Thursday, 27 November 2014

The Right to Free Speech

One thing that really disturbs me about our society is the unpleasant habit we have collectively developed of closing down a debate because the subject matter is offensive to us.

For example, a debate to be held at Oxford University over the pros and cons of abortion was recently halted due to threats of interference from feminist students. They were upset that people could ever consider that there are disadvantages to abortion. On that particular point, I might ask them to enquire how the aborted foetuses feel about it, but that's for another time.

The point is that just because a viewpoint is offensive to some, does not mean it shouldn't be debated and scrutinised.

There is an increasing tendency for this postulation to be met with the response: 'the right to free speech doesn't mean the right to a platform!' In other words, you can say what you like, but you can't force others to publish your views or to even allow you to utter them on their property.

I'll admit, there's some logic in that argument. But I still have a few big problems with it.

Firstly, it seems to imply that giving a platform to unpalatable views, or indeed, sharing a platform with someone who expresses them, somehow condones those opinions. This logic is taken to absurd length when some people actually call for a BBC journalist to be sacked because he had a photo taken with a by-election candidate for Britain First. No, I'm sorry, that's complete nonsense. Sharing a platform with, or providing a platform to someone, does not mean that you condone their views at all. It simply means that you are allowing them to express their opinion, that's all.

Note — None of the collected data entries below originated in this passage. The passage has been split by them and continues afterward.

use hmac::{Hmac, Mac};
use sha2::Sha256;

type HmacSha256 = Hmac<Sha256>;

/// Compute the share hash for a client slug: hex(HMAC-SHA256(salt, slug)).
///
/// The hash is the capability token handed out to clients. It is
/// deterministic for a given salt, so changing the salt and recomputing for
/// every slug invalidates all previously issued tokens in one sweep.
pub fn share_hash(slug: &str, salt: &str) -> String {
    let mut mac =
        HmacSha256::new_from_slice(salt.as_bytes()).expect("HMAC accepts any key length");
    mac.update(slug.as_bytes());
    hex::encode(mac.finalize().into_bytes())
}

#[cfg(test)]
mod tests {
    use super::*;

    #[test]
    fn hash_is_deterministic() {
        let h1 = share_hash("alice-smith", "salt");
        let h2 = share_hash("alice-smith", "salt");
        assert_eq!(h1, h2);
        assert_eq!(h1.len(), 64); // SHA-256 hex digest
    }

    #[test]
    fn different_salts_produce_different_hashes() {
        assert_ne!(share_hash("alice", "salt-a"), share_hash("alice", "salt-b"));
    }

    #[test]
    fn different_slugs_produce_different_hashes() {
        assert_ne!(share_hash("alice", "salt"), share_hash("bob", "salt"));
    }
}
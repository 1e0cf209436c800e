pub mod ca;
pub mod config;
pub mod dirs;
pub mod error;
pub mod handlers;
pub mod lifecycle;
pub mod server;
pub mod share;
pub mod slug;
pub mod store;

use std::collections::HashSet;
use std::path::PathBuf;
use std::sync::Arc;

/// Shared gateway state threaded through axum handlers.
#[derive(Clone)]
pub struct AppState {
    pub index: store::Index,
    pub clients_dir: PathBuf,
    /// When set, only these slugs are served; fixed at process start.
    pub allow_list: Option<Arc<HashSet<String>>>,
}

pub use ca::{CertificateAuthority, EasyRsa};
pub use config::{ConfigDraft, ConfigStore, Hostname, Protocol, ServerConfig};
pub use error::{ConfigError, LifecycleError};
pub use lifecycle::{ClientIdentity, Lifecycle};
pub use server::{run, GatewayConfig};
pub use share::share_hash;
pub use store::Index;
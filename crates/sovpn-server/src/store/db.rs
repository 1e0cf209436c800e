use std::path::Path;
use std::sync::Arc;

use anyhow::{Context, Result};
use constant_time_eq::constant_time_eq;
use redb::{Database, ReadableTable, TableDefinition};
use tracing::debug;

/// One row per client: slug -> current share hash. Exactly one live hash per
/// slug at any time; rotation replaces rows, it never appends.
const CLIENTS: TableDefinition<&str, &str> = TableDefinition::new("clients");

/// Thread-safe handle to the share-hash index.
#[derive(Clone)]
pub struct Index {
    db: Arc<Database>,
}

impl Index {
    /// Open (or create) the index database at `path`.
    pub fn open(path: &Path) -> Result<Self> {
        let db = Database::create(path).context("open index database")?;

        let write_txn = db.begin_write()?;
        write_txn.open_table(CLIENTS)?;
        write_txn.commit()?;

        Ok(Self { db: Arc::new(db) })
    }

    /// Insert or overwrite the share hash for a slug.
    pub fn insert(&self, slug: &str, share_hash: &str) -> Result<()> {
        let write_txn = self.db.begin_write()?;
        {
            let mut table = write_txn.open_table(CLIENTS)?;
            table.insert(slug, share_hash)?;
        }
        write_txn.commit()?;

        debug!(slug = %slug, "registered share hash");
        Ok(())
    }

    /// Replace a slug's share hash. Same upsert as [`Index::insert`]; named
    /// separately because rotation must fully replace, never merge.
    pub fn replace(&self, slug: &str, new_hash: &str) -> Result<()> {
        self.insert(slug, new_hash)
    }

    /// Remove a slug's record. Returns true if it existed.
    pub fn remove(&self, slug: &str) -> Result<bool> {
        let write_txn = self.db.begin_write()?;
        let existed = {
            let mut table = write_txn.open_table(CLIENTS)?;
            let existed = table.remove(slug)?.is_some();
            existed
        };
        write_txn.commit()?;
        Ok(existed)
    }

    /// Current share hash for a slug, if registered.
    pub fn find_hash_by_slug(&self, slug: &str) -> Result<Option<String>> {
        let read_txn = self.db.begin_read()?;
        let table = read_txn.open_table(CLIENTS)?;
        Ok(table.get(slug)?.map(|guard| guard.value().to_owned()))
    }

    /// Resolve a presented token back to its slug.
    ///
    /// Scans the whole table and compares each stored hash in constant time,
    /// without breaking early on a match, so the lookup cost does not depend
    /// on where (or whether) the token matches.
    pub fn find_slug_by_hash(&self, share_hash: &str) -> Result<Option<String>> {
        let read_txn = self.db.begin_read()?;
        let table = read_txn.open_table(CLIENTS)?;

        let mut found: Option<String> = None;
        for item in table.iter()? {
            let (slug, stored) = item?;
            if constant_time_eq(stored.value().as_bytes(), share_hash.as_bytes()) {
                found = Some(slug.value().to_owned());
            }
        }
        Ok(found)
    }

    /// All registered slugs, in storage order.
    pub fn all_slugs(&self) -> Result<Vec<String>> {
        let read_txn = self.db.begin_read()?;
        let table = read_txn.open_table(CLIENTS)?;

        let mut slugs = Vec::new();
        for item in table.iter()? {
            let (slug, _hash) = item?;
            slugs.push(slug.value().to_owned());
        }
        Ok(slugs)
    }
}

#[cfg(test)]
mod tests {
    use super::*;
    use tempfile::tempdir;

    fn make_index() -> (Index, tempfile::TempDir) {
        let dir = tempdir().unwrap();
        let index = Index::open(&dir.path().join("test.db")).unwrap();
        (index, dir)
    }

    #[test]
    fn insert_and_find_both_ways() {
        let (idx, _dir) = make_index();
        idx.insert("alice", "abc123").unwrap();

        assert_eq!(idx.find_hash_by_slug("alice").unwrap().as_deref(), Some("abc123"));
        assert_eq!(idx.find_slug_by_hash("abc123").unwrap().as_deref(), Some("alice"));
        assert_eq!(idx.find_slug_by_hash("xyz999").unwrap(), None);
        assert_eq!(idx.find_hash_by_slug("bob").unwrap(), None);
    }

    #[test]
    fn replace_overwrites_single_record() {
        let (idx, _dir) = make_index();
        idx.insert("alice", "old-hash").unwrap();
        idx.replace("alice", "new-hash").unwrap();

        // Old token is dead, new one resolves; still exactly one record.
        assert_eq!(idx.find_slug_by_hash("old-hash").unwrap(), None);
        assert_eq!(idx.find_slug_by_hash("new-hash").unwrap().as_deref(), Some("alice"));
        assert_eq!(idx.all_slugs().unwrap(), vec!["alice".to_owned()]);
    }

    #[test]
    fn remove_deletes_record() {
        let (idx, _dir) = make_index();
        idx.insert("alice", "abc123").unwrap();
        assert!(idx.remove("alice").unwrap());
        assert!(!idx.remove("alice").unwrap());
        assert_eq!(idx.find_slug_by_hash("abc123").unwrap(), None);
    }

    #[test]
    fn inverse_lookup_consistency() {
        let (idx, _dir) = make_index();
        for (slug, hash) in [("alice", "h-alice"), ("bob", "h-bob"), ("carol", "h-carol")] {
            idx.insert(slug, hash).unwrap();
        }
        for slug in idx.all_slugs().unwrap() {
            let hash = idx.find_hash_by_slug(&slug).unwrap().unwrap();
            assert_eq!(idx.find_slug_by_hash(&hash).unwrap().as_deref(), Some(slug.as_str()));
        }
    }
}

But what if their views are so utterly repugnant that they can't even bear to tolerate them being expressed? I suppose that some people don't even want to take the risk of even being associated with such opinions, and therefore refuse to publish them.

People might not have an automatic right to a platform to express their views, but if they are denied any platform whatsoever, then de facto they are being denied freedom of speech. We must, therefore, as a society, have some platforms which are guaranteed - where no subject is taboo, where anything can be debated without fear or favour. Parliament is one such institution - MPs are traditionally protected by Parliamentary privilege - a device which allowed them to participate freely in debates of great import without having to fear persecution or prosecution on the grounds of treason or sedition. Even today, Parliamentary privilege is used to protect MPs from court proceedings during the discharge of their offices.

Universities should be another. Seats of learning and centres of education and debate which have formed one of the cornerstones of our culture for centuries. And yet, Oxford students felt compelled to close down a debate on abortion because they found it 'offensive', and they didn't want things being discussed at 'their' university.

Well, I'm sorry to say, folks, it's not just your university. You study there, but you are subsidised by the taxpayer to do so. The university itself, whilst it theoretically could become entirely private, is rooted in hundreds of years of British history. Kings have studied there and granted it Charters. It has produced knowledge which has benefited us all. Universities are for the public sharing of knowledge and learning for the greater good. They belong to us all, not merely the people who study there.

And finally, regardless of whether an opinion is regarded as toxic or not, regardless of whether it is regarded as offensive or not, that opinion must be heard. An attempt to close down or suppress opinion merely because it 'offends' is the worst example of groupthink - a desire for harmony and conformity which leads to irrational decision-making and ultimately, bad choices, by suppressing opinions that challenge assumptions, stereotyping of challengers as weak, evil or stupid and an irrational sense of moral supremacy against such challengers.

Sound familiar?

So to anyone who considers closing down a debate because they're 'offended', I'll say only this: have you considered the possibility that your opinion is wrong?